Entity name normalization occurs only if there is a corresponding syncon in the text intelligence engine's Knowledge Graph. Many named entities are recognized and extracted without the need of a corresponding syncon in the Knowledge Graph: in this case, the value of the field is the extracted text. For example, this rule:

SCOPE SENTENCE
{
    IDENTIFY(COMPANY)
    {
        @NAME[TYPE(COM)]
    }
}

applied to this text:

Acme Group Holding Limited has been founded by John Smith in 1999.

will extract:

Acme Group Holding Limited

without normalization.

Normalization with formatted values

If the field is extracted with the TYPE attribute and one of these types:

  • ADR
  • DAT
  • HOU
  • MEA
  • MON
  • PCT
  • PHO
  • WEB

its value is interpreted and formatted as described below. The format may vary based on the text language.

TYPE(ADR)

Addresses (TYPE(ADR)) are formatted like this:

  • street number, street name for English.
  • street name, street number for the other languages.

For example, this rule:

SCOPE SENTENCE
{
    IDENTIFY(PERSONAL_DATA)
    {
        @ADDRESS[TYPE(ADR)]
    }
}

applied to this text:

ATTN: Dennis Menees, CEO
Global Co.
90210 Broadway Blvd.
Nashville, TN 37011

will extract:

90210, Broadway Boulevard - Nashville (TENN.) - 37011

Other elements, like the city, the state/country and the zip code are also extracted—if they are in the sentence—but their position in the extracted value is not normalized.

For example, the same address written in this way:

ATTN: Dennis Menees, CEO
Global Co.
90210 Broadway Blvd.
37011, Nashville, TN

will be normalized to:

90210, Broadway Boulevard - 37011 - Nashville (TENN.)

TYPE(DAT)

Dates (TYPE(DAT) are normalized according to these formats:

  • MMM-(D)D-YYYY for English and German.
  • (D)D-MMM-YYYY for all other languages.

Note

French months Juin and Juillet are normalized to Juin and Juil.

If in the text the day is from 01 to 09 the zero will be removed. Months are in words, in their abbreviated forms.

For example, this rule:

SCOPE SENTENCE
{
    IDENTIFY(PERSONAL_DATA)
    {
        @DATE_OF_BIRTH[TYPE(DAT)]
    }
}

applied to this text:

He was born on the seventh of June, 1995.

will extract:

Jun-7-1995

TYPE(HOU)

Time (TYPE(HOU)) is normalized to this format::

(H)H:MM

with a 24-hour notation.
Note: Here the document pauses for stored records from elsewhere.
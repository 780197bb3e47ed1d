//! Rule scenarios with scripted strategies.
//!
//! Each scenario seats strategies with fixed behavior, searches seeds for
//! the opening it needs (who starts, what was rolled), and checks the
//! engine's ruling move by move.

use maexchen::core::{GameConfig, GameRng, PlayerId, Throw};
use maexchen::events::{EliminationReason, Event};
use maexchen::rules::{Game, GameStatus, Roster};
use maexchen::strategy::{truth_or_next, Decision, Strategy};

fn t(value: u8) -> Throw {
    Throw::new(value).unwrap()
}

/// Never doubts, always announces exactly what it rolled.
#[derive(Clone, Debug)]
struct Honest;

impl Strategy for Honest {
    fn name(&self) -> &str {
        "Honest"
    }

    fn decide_doubt(&mut self, _: Throw, _: u32, _: &mut GameRng) -> Decision<bool> {
        Decision::Answer(false)
    }

    fn decide_claim(&mut self, actual: Throw, _: Option<Throw>, _: u32, _: &mut GameRng) -> Decision<Throw> {
        Decision::Answer(actual)
    }
}

/// Doubts every claim; announces what it rolled.
#[derive(Clone, Debug)]
struct Doubter;

impl Strategy for Doubter {
    fn name(&self) -> &str {
        "Doubter"
    }

    fn decide_doubt(&mut self, _: Throw, _: u32, _: &mut GameRng) -> Decision<bool> {
        Decision::Answer(true)
    }

    fn decide_claim(&mut self, actual: Throw, _: Option<Throw>, _: u32, _: &mut GameRng) -> Decision<Throw> {
        Decision::Answer(actual)
    }
}

/// Never doubts, always announces the same throw.
#[derive(Clone, Debug)]
struct Fixed(Throw);

impl Strategy for Fixed {
    fn name(&self) -> &str {
        "Fixed"
    }

    fn decide_doubt(&mut self, _: Throw, _: u32, _: &mut GameRng) -> Decision<bool> {
        Decision::Answer(false)
    }

    fn decide_claim(&mut self, _: Throw, _: Option<Throw>, _: u32, _: &mut GameRng) -> Decision<Throw> {
        Decision::Answer(self.0)
    }
}

/// Bids like a dummy but never answers whether it doubts.
#[derive(Clone, Debug)]
struct MuteDoubt;

impl Strategy for MuteDoubt {
    fn name(&self) -> &str {
        "MuteDoubt"
    }

    fn decide_doubt(&mut self, _: Throw, _: u32, _: &mut GameRng) -> Decision<bool> {
        Decision::NoResponse
    }

    fn decide_claim(&mut self, actual: Throw, pending: Option<Throw>, _: u32, _: &mut GameRng) -> Decision<Throw> {
        Decision::Answer(truth_or_next(actual, pending))
    }
}

fn boxed<S: Strategy + 'static>(strategy: S) -> Box<dyn Strategy> {
    Box::new(strategy)
}

fn seated(strategies: Vec<Box<dyn Strategy>>) -> Roster {
    strategies.into_iter().collect()
}

/// Initialized unshuffled games, for every seed in `seeds` where `starter` opens.
fn games_started_by(
    starter: PlayerId,
    seeds: std::ops::Range<u64>,
    roster: impl Fn() -> Roster,
) -> impl Iterator<Item = Game> {
    seeds.filter_map(move |seed| {
        let mut game = Game::new(roster(), GameConfig::new().with_seed(seed).without_shuffle());
        game.init().unwrap();
        (game.current_player() == Some(starter)).then_some(game)
    })
}

fn round(game: &Game, index: usize) -> Vec<Event> {
    game.log().rounds()[index].to_vec()
}

/// A truthful opener is doubted; the doubter is out and the opener wins.
#[test]
fn test_truthful_claim_wins() {
    let mut played = 0;
    for mut game in games_started_by(PlayerId(0), 0..40, || seated(vec![boxed(Honest), boxed(Doubter)])) {
        game.make_move().unwrap();
        assert_eq!(game.make_move(), Ok(GameStatus::Finished));

        assert_eq!(
            round(&game, 1),
            vec![
                Event::Doubt { player: PlayerId(1) },
                Event::Eliminated { player: PlayerId(1), reason: EliminationReason::FalseAccusation },
                Event::Finished { winner: PlayerId(0) },
            ]
        );
        assert_eq!(game.winner(), Some(PlayerId(0)));
        played += 1;
    }
    assert!(played > 0);
}

/// A bluffed Mäxchen is doubted; the liar is out, the bid resets, and the
/// doubter opens the next bid.
#[test]
fn test_caught_lying() {
    let roster = || seated(vec![boxed(Fixed(Throw::MAEXCHEN)), boxed(Doubter), boxed(Honest)]);
    let mut played = 0;
    for mut game in games_started_by(PlayerId(0), 0..60, roster) {
        game.make_move().unwrap();
        if game.log().rounds()[0][0].is_truthful() == Some(true) {
            // Actually rolled Mäxchen; not the scenario.
            continue;
        }

        assert_eq!(game.make_move(), Ok(GameStatus::Running));
        assert_eq!(
            round(&game, 1),
            vec![
                Event::Doubt { player: PlayerId(1) },
                Event::Eliminated { player: PlayerId(0), reason: EliminationReason::Lying },
            ]
        );
        assert_eq!(game.pending_claim(), None);
        assert_eq!(game.current_player(), Some(PlayerId(1)));
        assert!(!game.is_alive(PlayerId(0)));

        // The doubter continues with a free bid: no doubt asked.
        game.make_move().unwrap();
        let next = round(&game, 2);
        assert_eq!(next.len(), 1);
        assert!(matches!(next[0], Event::Throw { player: PlayerId(1), .. }));
        played += 1;
    }
    assert!(played > 0);
}

/// A player who cannot beat 54 and tells the truth is out for failing to
/// beat their predecessor; a player who can beat it is accepted.
#[test]
fn test_failed_to_beat_predecessor() {
    let roster = || seated(vec![boxed(Fixed(t(54))), boxed(Honest), boxed(Honest)]);
    let (mut failed, mut beaten) = (0, 0);
    for mut game in games_started_by(PlayerId(0), 0..200, roster) {
        game.make_move().unwrap();
        assert_eq!(game.pending_claim(), Some(t(54)));

        game.make_move().unwrap();
        let events = round(&game, 1);
        let Event::Throw { player, stated, .. } = &events[0] else {
            panic!("expected a throw, got {:?}", events[0]);
        };
        assert_eq!(*player, PlayerId(1));

        if *stated <= t(54) {
            assert_eq!(
                events[1],
                Event::Eliminated { player: PlayerId(1), reason: EliminationReason::FailedToBeatPredecessor }
            );
            assert_eq!(game.pending_claim(), None);
            // The next alive seat moves.
            assert_eq!(game.current_player(), Some(PlayerId(2)));
            failed += 1;
        } else {
            assert_eq!(events.len(), 1);
            assert_eq!(game.pending_claim(), Some(*stated));
            beaten += 1;
        }
    }
    assert!(failed > 0 && beaten > 0);
}

/// Claiming the same rank as the pending bid does not beat it.
#[test]
fn test_equal_rank_does_not_beat() {
    for seed in 0..10 {
        let roster = seated(vec![boxed(Fixed(t(42))), boxed(Fixed(t(42)))]);
        let mut game = Game::new(roster, GameConfig::new().with_seed(seed));
        assert_eq!(game.run(), Ok(GameStatus::Finished));
        assert_eq!(game.move_count(), 2);

        let second = round(&game, 1);
        let loser = second[0].player().unwrap();
        assert_eq!(
            second[1],
            Event::Eliminated { player: loser, reason: EliminationReason::FailedToBeatPredecessor }
        );
        assert_ne!(game.winner(), Some(loser));
    }
}

/// Nothing beats Mäxchen.
#[test]
fn test_maexchen_cannot_be_beaten() {
    let roster = seated(vec![boxed(Fixed(Throw::MAEXCHEN)), boxed(Fixed(Throw::MAEXCHEN))]);
    let mut game = Game::new(roster, GameConfig::new().with_seed(5));
    game.run().unwrap();

    let eliminations: Vec<_> = game
        .log()
        .events()
        .filter_map(|event| match event {
            Event::Eliminated { reason, .. } => Some(*reason),
            _ => None,
        })
        .collect();
    assert_eq!(eliminations, vec![EliminationReason::FailedToBeatPredecessor]);
}

/// The opening claim of a round is never doubted, even by a doubter.
#[test]
fn test_opening_claim_skips_doubt() {
    let roster = || seated(vec![boxed(Doubter), boxed(Doubter)]);
    for mut game in games_started_by(PlayerId(1), 0..20, roster) {
        game.make_move().unwrap();
        let opening = round(&game, 0);
        assert_eq!(opening.len(), 1);
        assert!(matches!(opening[0], Event::Throw { player: PlayerId(1), .. }));
    }
}

/// A player who does not answer the doubt question is out before rolling;
/// the bid resets and the next alive seat moves.
#[test]
fn test_no_answer_to_doubt_eliminates() {
    let roster = || seated(vec![boxed(MuteDoubt), boxed(MuteDoubt), boxed(MuteDoubt)]);
    let mut played = 0;
    for mut game in games_started_by(PlayerId(0), 0..20, roster) {
        game.make_move().unwrap();
        assert!(game.pending_claim().is_some());

        assert_eq!(game.make_move(), Ok(GameStatus::Running));
        assert_eq!(
            round(&game, 1),
            vec![Event::Eliminated { player: PlayerId(1), reason: EliminationReason::NoResponse }]
        );
        assert_eq!(game.pending_claim(), None);
        assert!(!game.is_alive(PlayerId(1)));
        assert_eq!(game.current_player(), Some(PlayerId(2)));
        played += 1;
    }
    assert!(played > 0);
}
//! Strategies whose claims are drawn at random.

use crate::core::{GameRng, Throw};

use super::{random_from, Decision, Strategy};

/// Doubts with a fixed probability and claims a uniformly random throw.
///
/// Its claims often fail to beat the pending one; it exists as a noise floor
/// for comparisons.
#[derive(Clone, Debug)]
pub struct RandomStrategy {
    doubt_chance: f64,
}

impl Default for RandomStrategy {
    fn default() -> Self {
        Self { doubt_chance: 0.5 }
    }
}

impl RandomStrategy {
    pub fn new() -> Self {
        Self::default()
    }

    /// Set the probability of doubting, clamped to `0.0..=1.0`.
    #[must_use]
    pub fn with_doubt_chance(mut self, chance: f64) -> Self {
        self.doubt_chance = if chance.is_nan() { 0.0 } else { chance.clamp(0.0, 1.0) };
        self
    }

    #[must_use]
    pub fn doubt_chance(&self) -> f64 {
        self.doubt_chance
    }
}

impl Strategy for RandomStrategy {
    fn name(&self) -> &str {
        "Random"
    }

    fn decide_doubt(&mut self, _claimed: Throw, _move_index: u32, rng: &mut GameRng) -> Decision<bool> {
        Decision::Answer(rng.gen_bool(self.doubt_chance))
    }

    fn decide_claim(
        &mut self,
        _actual: Throw,
        _pending: Option<Throw>,
        _move_index: u32,
        rng: &mut GameRng,
    ) -> Decision<Throw> {
        Decision::Answer(random_from(0, rng))
    }
}

/// Always announces a double or Mäxchen, whatever it rolled.
/// Doubts only Mäxchen.
#[derive(Clone, Debug, Default)]
pub struct ShowOff;

impl ShowOff {
    pub fn new() -> Self {
        Self
    }
}

impl Strategy for ShowOff {
    fn name(&self) -> &str {
        "ShowOff"
    }

    fn decide_doubt(&mut self, claimed: Throw, _move_index: u32, _rng: &mut GameRng) -> Decision<bool> {
        Decision::Answer(claimed.is_maexchen())
    }

    fn decide_claim(
        &mut self,
        _actual: Throw,
        pending: Option<Throw>,
        _move_index: u32,
        rng: &mut GameRng,
    ) -> Decision<Throw> {
        let lowest_double = Throw::all().position(Throw::is_double).unwrap_or(0);
        let lowest = match pending {
            Some(pending) => lowest_double.max(pending.rank() + 1),
            None => lowest_double,
        };
        Decision::Answer(random_from(lowest, rng))
    }
}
If the first digit of the hour in the text is zero, it gets removed in the normalized value.

For example, this rule:

SCOPE SENTENCE
{
    IDENTIFY(TIME)
    {
        @HOUR[TYPE(HOU)]
    }
}

applied to these texts:

It's 09:30 P.M.
It's half past eight.

will extract:

21:30
8:30

TYPE(MEA)

Measures (TYPE(MEA)) are normalized to their numerical value followed by the unit of measure.

For example, the distance in:

His house is 20.5 KM from the city.

will be extracted as:

20.5 kilometer

The unit of measure is expressed in the text language, for example:

Language Unit of measure for kilometers
English kilometer
Spanish kilómetro
French kilomètre
Russian километр
Portuguese quilômetro
German Kilometer
Italian chilometro
Dutch kilometer

The thousands separator is comma for English and a period for the other languages. The decimal separator is the period for English and the comma for the other languages.
Leading and trailing zeros are removed.
The unit of measure is written in its extended version and in the singular.

TYPE(MON)

Amounts of money (TYPE(MON)) are normalized to their numerical value followed by the name of the currency.

For example, the amount in:

I earned forty dollars.

is extracted as:

40 dollar

The name of the currency is expressed in the text language, for example:

Language(s) Name of the currency for euros
Russian евро
German Euro
Other euro

As for measures (see above):

  • The thousands separator is comma for English and a period for the other languages. The decimal separator is the period for English and the comma for the other languages.
  • Leading and trailing zeros are removed.
  • The currency is written in the singular.

TYPE(PCT)

Percentages (TYPE(PCT)) are normalized to the numerical value followed by the percent sign.

For example, the percentage in:

Forty per cent of voters voted no.

is extracted as:

40%

The decimal separator is the period for English and the comma for the other languages. Leading and trailing zeros are removed.

TYPE(PHO)

Phone numbers (TYPE(PHO)) are normalized like this:

[international prefix with plus sign ]number

For example, both:

0044 1632 960938

and:

+441632960938

are normalized to:

+44 1632960938

TYPE(WEB)

Web addresses (TYPE(WEB)) are normalized to the domain name followed by the path.

For example:

https://try.expert.ai

is normalized to:

try.expert.ai

while:

https://docs.expert.ai/studio/latest/languages/attributes/ancestor/

is normalized to:

docs.expert.ai/studio/latest/languages/attributes/ancestor